• **Exercise details**: Write out the data exactly, keeping every line.

+ + +

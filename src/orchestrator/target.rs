// repo-setup: Publish local folders as hosted Git repositories
//
// SPDX-FileCopyrightText: 2026 Romeo Ahmed
// SPDX-License-Identifier: GPL-3.0-or-later

//! Inputs to orchestration: target folder, credentials, publish options.

use bon::bon;
use serde::Serialize;
use std::fmt;
use std::path::{Path, PathBuf};

use crate::error::{GitError, SetupResult, bail_out};
use crate::hosted::types::RemoteRepository;

/// Visibility of a hosted repository.
#[derive(Debug, Clone, Copy, PartialEq, Eq, Default, Serialize)]
#[serde(rename_all = "snake_case")]
pub enum Visibility {
    #[default]
    Public,
    Private,
}

impl Visibility {
    #[must_use]
    pub const fn from_private(private: bool) -> Self {
        if private { Self::Private } else { Self::Public }
    }

    #[must_use]
    pub const fn is_private(self) -> bool {
        matches!(self, Self::Private)
    }
}

/// A local folder and the hosted repository it should become.
///
/// Built fresh for every user action.
#[derive(Debug, Clone, PartialEq, Eq, Serialize)]
pub struct RepositoryTarget {
    local_path: PathBuf,
    repo_name: String,
    visibility: Visibility,
    description: Option<String>,
}

#[bon]
impl RepositoryTarget {
    /// Validate the folder and derive the repository name.
    ///
    /// ```no_run
    /// use repo_setup::orchestrator::target::{RepositoryTarget, Visibility};
    ///
    /// let target = RepositoryTarget::builder()
    ///     .local_path("./my-project")
    ///     .visibility(Visibility::Private)
    ///     .build()?;
    /// assert_eq!(target.repo_name(), "my-project");
    /// # Ok::<(), repo_setup::error::SetupError>(())
    /// ```
    ///
    /// # Errors
    ///
    /// Returns `GitError::NotADirectory` if `local_path` is not an existing
    /// directory, or a bailed error if no valid name can be derived.
    #[builder]
    pub fn new(
        #[builder(into)] local_path: PathBuf,
        #[builder(into)] repo_name: Option<String>,
        #[builder(default)] visibility: Visibility,
        #[builder(into)] description: Option<String>,
    ) -> SetupResult<Self> {
        let local_path = std::path::absolute(&local_path)?;
        if !local_path.is_dir() {
            return Err(GitError::NotADirectory {
                path: local_path.display().to_string(),
            }
            .into());
        }

        let raw_name = match repo_name {
            Some(name) => name,
            None => folder_name(&local_path),
        };
        let repo_name = sanitize_name(&raw_name);
        if repo_name.is_empty() {
            return Err(bail_out(format!(
                "cannot derive a repository name from '{raw_name}'"
            )));
        }

        Ok(Self {
            local_path,
            repo_name,
            visibility,
            description: description.filter(|d| !d.trim().is_empty()),
        })
    }

    #[must_use]
    pub fn local_path(&self) -> &Path {
        &self.local_path
    }

    #[must_use]
    pub fn repo_name(&self) -> &str {
        &self.repo_name
    }

    #[must_use]
    pub const fn visibility(&self) -> Visibility {
        self.visibility
    }

    #[must_use]
    pub fn description(&self) -> Option<&str> {
        self.description.as_deref()
    }
}

fn folder_name(path: &Path) -> String {
    path.file_name()
        .map(|n| n.to_string_lossy().into_owned())
        .unwrap_or_default()
}

/// Hosted names allow ASCII letters, digits, `-`, `_` and `.`; anything else
/// becomes `-`.
pub(crate) fn sanitize_name(name: &str) -> String {
    let replaced: String = name
        .trim()
        .chars()
        .map(|c| {
            if c.is_ascii_alphanumeric() || matches!(c, '-' | '_' | '.') {
                c
            } else {
                '-'
            }
        })
        .collect();
    let trimmed = replaced.trim_matches('-');
    if trimmed.chars().all(|c| c == '.') {
        return String::new();
    }
    trimmed.to_string()
}

/// Git author identity.
#[derive(Debug, Clone, PartialEq, Eq, Serialize)]
pub struct VcsIdentity {
    pub username: String,
    pub email: String,
}

/// Hosted API token. Never printed.
#[derive(Clone, PartialEq, Eq)]
pub struct HostedToken(String);

impl HostedToken {
    #[must_use]
    pub fn new(token: impl Into<String>) -> Self {
        Self(token.into())
    }

    #[must_use]
    pub fn expose(&self) -> &str {
        &self.0
    }
}

impl fmt::Debug for HostedToken {
    fn fmt(&self, f: &mut fmt::Formatter<'_>) -> fmt::Result {
        f.write_str("HostedToken([hidden])")
    }
}

/// Per-session credentials, owned by the caller and passed into each call.
///
/// The orchestrator never persists them; the git identity lives in git's own
/// global configuration.
#[derive(Debug, Clone, Default, PartialEq, Eq)]
pub struct Credentials {
    pub vcs_identity: Option<VcsIdentity>,
    pub hosted_token: Option<HostedToken>,
}

impl Credentials {
    #[must_use]
    pub fn with_token(token: impl Into<String>) -> Self {
        Self {
            vcs_identity: None,
            hosted_token: Some(HostedToken::new(token)),
        }
    }

    #[must_use]
    pub fn token(&self) -> Option<&str> {
        self.hosted_token.as_ref().map(HostedToken::expose)
    }
}

/// Permission to overwrite the history of one specific hosted repository.
///
/// Obtained from [`PublishReport::confirm_force_push`](super::outcome::PublishReport::confirm_force_push)
/// after a conflict; there is no other way to build one.
#[derive(Debug, Clone, PartialEq, Eq)]
pub struct ForcePushConfirmation {
    full_name: String,
}

impl ForcePushConfirmation {
    pub(crate) fn for_repository(repo: &RemoteRepository) -> Self {
        Self {
            full_name: repo.full_name.clone(),
        }
    }

    /// `owner/name` of the repository this confirmation authorizes.
    #[must_use]
    pub fn full_name(&self) -> &str {
        &self.full_name
    }

    #[must_use]
    pub fn authorizes(&self, repo: &RemoteRepository) -> bool {
        self.full_name.eq_ignore_ascii_case(&repo.full_name)
    }
}

/// Options for [`Orchestrator::publish`](super::Orchestrator::publish).
#[derive(Debug, Clone)]
pub struct PublishOptions {
    /// Push after attaching the remote. False means skip-push.
    pub push: bool,
    /// Required to overwrite an existing hosted repository.
    pub confirmation: Option<ForcePushConfirmation>,
    /// Commit message; the configured default when None.
    pub message: Option<String>,
}

impl Default for PublishOptions {
    fn default() -> Self {
        Self {
            push: true,
            confirmation: None,
            message: None,
        }
    }
}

+ + +

• **Task result**:
filename src/orchestrator/target.rs
// repo-setup: Publish local folders as hosted Git repositories
//
// SPDX-FileCopyrightText: 2026 Romeo Ahmed
// SPDX-License-Identifier: GPL-3.0-or-later

//! Inputs to orchestration: target folder, credentials, publish options.

use bon::bon;
use serde::Serialize;
use std::fmt;
use std::path::{Path, PathBuf};

use crate::error::{GitError, SetupResult, bail_out};
use crate::hosted::types::RemoteRepository;

/// Visibility of a hosted repository.
#[derive(Debug, Clone, Copy, PartialEq, Eq, Default, Serialize)]
#[serde(rename_all = "snake_case")]
pub enum Visibility {
    #[default]
    Public,
    Private,
}

impl Visibility {
    #[must_use]
    pub const fn from_private(private: bool) -> Self {
        if private { Self::Private } else { Self::Public }
    }

    #[must_use]
    pub const fn is_private(self) -> bool {
        matches!(self, Self::Private)
    }
}

/// A local folder and the hosted repository it should become.
///
/// Built fresh for every user action.
#[derive(Debug, Clone, PartialEq, Eq, Serialize)]
pub struct RepositoryTarget {
    local_path: PathBuf,
    repo_name: String,
    visibility: Visibility,
    description: Option<String>,
}

#[bon]
impl RepositoryTarget {
    /// Validate the folder and derive the repository name.
    ///
    /// ```no_run
    /// use repo_setup::orchestrator::target::{RepositoryTarget, Visibility};
    ///
    /// let target = RepositoryTarget::builder()
    ///     .local_path("./my-project")
    ///     .visibility(Visibility::Private)
    ///     .build()?;
    /// assert_eq!(target.repo_name(), "my-project");
    /// # Ok::<(), repo_setup::error::SetupError>(())
    /// ```
    ///
    /// # Errors
    ///
    /// Returns `GitError::NotADirectory` if `local_path` is not an existing
    /// directory, or a bailed error if no valid name can be derived.
    #[builder]
    pub fn new(
        #[builder(into)] local_path: PathBuf,
        #[builder(into)] repo_name: Option<String>,
        #[builder(default)] visibility: Visibility,
        #[builder(into)] description: Option<String>,
    ) -> SetupResult<Self> {
        let local_path = std::path::absolute(&local_path)?;
        if !local_path.is_dir() {
            return Err(GitError::NotADirectory {
                path: local_path.display().to_string(),
            }
            .into());
        }

        let raw_name = match repo_name {
            Some(name) => name,
            None => folder_name(&local_path),
        };
        let repo_name = sanitize_name(&raw_name);
        if repo_name.is_empty() {
            return Err(bail_out(format!(
                "cannot derive a repository name from '{raw_name}'"
            )));
        }

        Ok(Self {
            local_path,
            repo_name,
            visibility,
            description: description.filter(|d| !d.trim().is_empty()),
        })
    }

    #[must_use]
    pub fn local_path(&self) -> &Path {
        &self.local_path
    }

    #[must_use]
    pub fn repo_name(&self) -> &str {
        &self.repo_name
    }

    #[must_use]
    pub const fn visibility(&self) -> Visibility {
        self.visibility
    }

    #[must_use]
    pub fn description(&self) -> Option<&str> {
        self.description.as_deref()
    }
}

fn folder_name(path: &Path) -> String {
    path.file_name()
        .map(|n| n.to_string_lossy().into_owned())
        .unwrap_or_default()
}

/// Hosted names allow ASCII letters, digits, `-`, `_` and `.`; anything else
/// becomes `-`.
pub(crate) fn sanitize_name(name: &str) -> String {
    let replaced: String = name
        .trim()
        .chars()
        .map(|c| {
            if c.is_ascii_alphanumeric() || matches!(c, '-' | '_' | '.') {
                c
            } else {
                '-'
            }
        })
        .collect();
    let trimmed = replaced.trim_matches('-');
    if trimmed.chars().all(|c| c == '.') {
        return String::new();
    }
    trimmed.to_string()
}

/// Git author identity.
#[derive(Debug, Clone, PartialEq, Eq, Serialize)]
pub struct VcsIdentity {
    pub username: String,
    pub email: String,
}

/// Hosted API token. Never printed.
#[derive(Clone, PartialEq, Eq)]
pub struct HostedToken(String);

impl HostedToken {
    #[must_use]
    pub fn new(token: impl Into<String>) -> Self {
        Self(token.into())
    }

    #[must_use]
    pub fn expose(&self) -> &str {
        &self.0
    }
}

impl fmt::Debug for HostedToken {
    fn fmt(&self, f: &mut fmt::Formatter<'_>) -> fmt::Result {
        f.write_str("HostedToken([hidden])")
    }
}

/// Per-session credentials, owned by the caller and passed into each call.
///
/// The orchestrator never persists them; the git identity lives in git's own
/// global configuration.
#[derive(Debug, Clone, Default, PartialEq, Eq)]
pub struct Credentials {
    pub vcs_identity: Option<VcsIdentity>,
    pub hosted_token: Option<HostedToken>,
}

impl Credentials {
    #[must_use]
    pub fn with_token(token: impl Into<String>) -> Self {
        Self {
            vcs_identity: None,
            hosted_token: Some(HostedToken::new(token)),
        }
    }

    #[must_use]
    pub fn token(&self) -> Option<&str> {
        self.hosted_token.as_ref().map(HostedToken::expose)
    }
}

/// Permission to overwrite the history of one specific hosted repository.
///
/// Obtained from [`PublishReport::confirm_force_push`](super::outcome::PublishReport::confirm_force_push)
/// after a conflict; there is no other way to build one.
#[derive(Debug, Clone, PartialEq, Eq)]
pub struct ForcePushConfirmation {
    full_name: String,
}

impl ForcePushConfirmation {
    pub(crate) fn for_repository(repo: &RemoteRepository) -> Self {
        Self {
            full_name: repo.full_name.clone(),
        }
    }

    /// `owner/name` of the repository this confirmation authorizes.
    #[must_use]
    pub fn full_name(&self) -> &str {
        &self.full_name
    }

    #[must_use]
    pub fn authorizes(&self, repo: &RemoteRepository) -> bool {
        self.full_name.eq_ignore_ascii_case(&repo.full_name)
    }
}

/// Options for [`Orchestrator::publish`](super::Orchestrator::publish).
#[derive(Debug, Clone)]
pub struct PublishOptions {
    /// Push after attaching the remote. False means skip-push.
    pub push: bool,
    /// Required to overwrite an existing hosted repository.
    pub confirmation: Option<ForcePushConfirmation>,
    /// Commit message; the configured default when None.
    pub message: Option<String>,
}

impl Default for PublishOptions {
    fn default() -> Self {
        Self {
            push: true,
            confirmation: None,
            message: None,
        }
    }
}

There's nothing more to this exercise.